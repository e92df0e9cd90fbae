use std::collections::HashMap;
use std::fmt;
use std::fs;
use std::path::Path;

use serde::{Deserialize, Serialize};
use tracing::{error, info, warn};

use crate::consts::PROMPTS_DIR;
use crate::error::ConfigError;
use crate::paths::ConfigRoot;

/// The logical prompt-template slots and the file stems they load from.
#[derive(Debug, Clone, Copy, PartialEq, Eq, Hash)]
pub enum PromptKind {
    Topics,
    Prompts,
    Competitors,
    MentionAnalysis,
}

impl PromptKind {
    pub const ALL: [PromptKind; 4] = [
        PromptKind::Topics,
        PromptKind::Prompts,
        PromptKind::Competitors,
        PromptKind::MentionAnalysis,
    ];

    /// File stem under the prompts directory.
    pub fn file_stem(self) -> &'static str {
        match self {
            PromptKind::Topics => "onboarding-topics",
            PromptKind::Prompts => "onboarding-prompts",
            PromptKind::Competitors => "onboarding-competitors",
            PromptKind::MentionAnalysis => "mention-analysis",
        }
    }

    /// Logical key, as used by callers and in log output.
    pub fn key(self) -> &'static str {
        match self {
            PromptKind::Topics => "topics",
            PromptKind::Prompts => "prompts",
            PromptKind::Competitors => "competitors",
            PromptKind::MentionAnalysis => "mentionAnalysis",
        }
    }

    pub fn from_key(key: &str) -> Option<Self> {
        Self::ALL.into_iter().find(|kind| kind.key() == key)
    }
}

/// One prompt template plus its sampling parameters.
#[derive(Debug, Clone, PartialEq, Serialize, Deserialize)]
#[serde(rename_all = "camelCase")]
pub struct PromptConfig {
    #[serde(default, skip_serializing_if = "Option::is_none")]
    pub system_prompt: Option<String>,
    pub user_prompt_template: String,
    pub temperature: f64,
    pub max_output_tokens: u64,
}

/// Prompt templates loaded from the prompts directory.
///
/// Unlike platforms and pricing, loading is best-effort: a missing or
/// unparseable file only skips that slot, so callers must handle `None`
/// from [`PromptStore::get`].
#[derive(Debug, Default)]
pub struct PromptStore {
    configs: HashMap<PromptKind, PromptConfig>,
}

impl PromptStore {
    /// Load every prompt slot that has a readable file. For each slot the
    /// `.yaml` file is tried first, then `.json`.
    pub fn load(root: &ConfigRoot) -> Self {
        let dir = root.resolve(PROMPTS_DIR);
        let mut configs = HashMap::new();

        for kind in PromptKind::ALL {
            match load_slot(&dir, kind) {
                Ok(Some(config)) => {
                    info!(key = kind.key(), "loaded prompt config");
                    configs.insert(kind, config);
                }
                Ok(None) => {
                    warn!(
                        stem = kind.file_stem(),
                        "prompt config file not found, skipping"
                    );
                }
                Err(e) => {
                    error!(stem = kind.file_stem(), "failed to load prompt config: {e}");
                }
            }
        }

        Self { configs }
    }

    pub fn get(&self, kind: PromptKind) -> Option<&PromptConfig> {
        self.configs.get(&kind)
    }

    pub fn len(&self) -> usize {
        self.configs.len()
    }

    pub fn is_empty(&self) -> bool {
        self.configs.is_empty()
    }
}

fn load_slot(dir: &Path, kind: PromptKind) -> Result<Option<PromptConfig>, ConfigError> {
    let yaml_path = dir.join(format!("{}.yaml", kind.file_stem()));
    if yaml_path.exists() {
        let content = fs::read_to_string(&yaml_path).map_err(|source| ConfigError::Read {
            path: yaml_path.clone(),
            source,
        })?;
        let config = serde_yaml::from_str(&content).map_err(|source| ConfigError::Yaml {
            path: yaml_path,
            source,
        })?;
        return Ok(Some(config));
    }

    let json_path = dir.join(format!("{}.json", kind.file_stem()));
    if json_path.exists() {
        let content = fs::read_to_string(&json_path).map_err(|source| ConfigError::Read {
            path: json_path.clone(),
            source,
        })?;
        let config = serde_json::from_str(&content).map_err(|source| ConfigError::Json {
            path: json_path,
            source,
        })?;
        return Ok(Some(config));
    }

    Ok(None)
}

/// Replace every literal `{{key}}` in `template` with the value's string
/// form. Substitution is global and non-recursive; placeholders with no
/// matching variable are left verbatim, and extra variables are ignored.
pub fn format_prompt<K, V>(template: &str, variables: impl IntoIterator<Item = (K, V)>) -> String
where
    K: AsRef<str>,
    V: fmt::Display,
{
    let mut formatted = template.to_string();
    for (key, value) in variables {
        let placeholder = format!("{{{{{}}}}}", key.as_ref());
        formatted = formatted.replace(&placeholder, &value.to_string());
    }
    formatted
}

───

| What the exercise asks |
Count every line in the entries above where the word "Option" appears; respond with the number alone.

| Response to this task |
5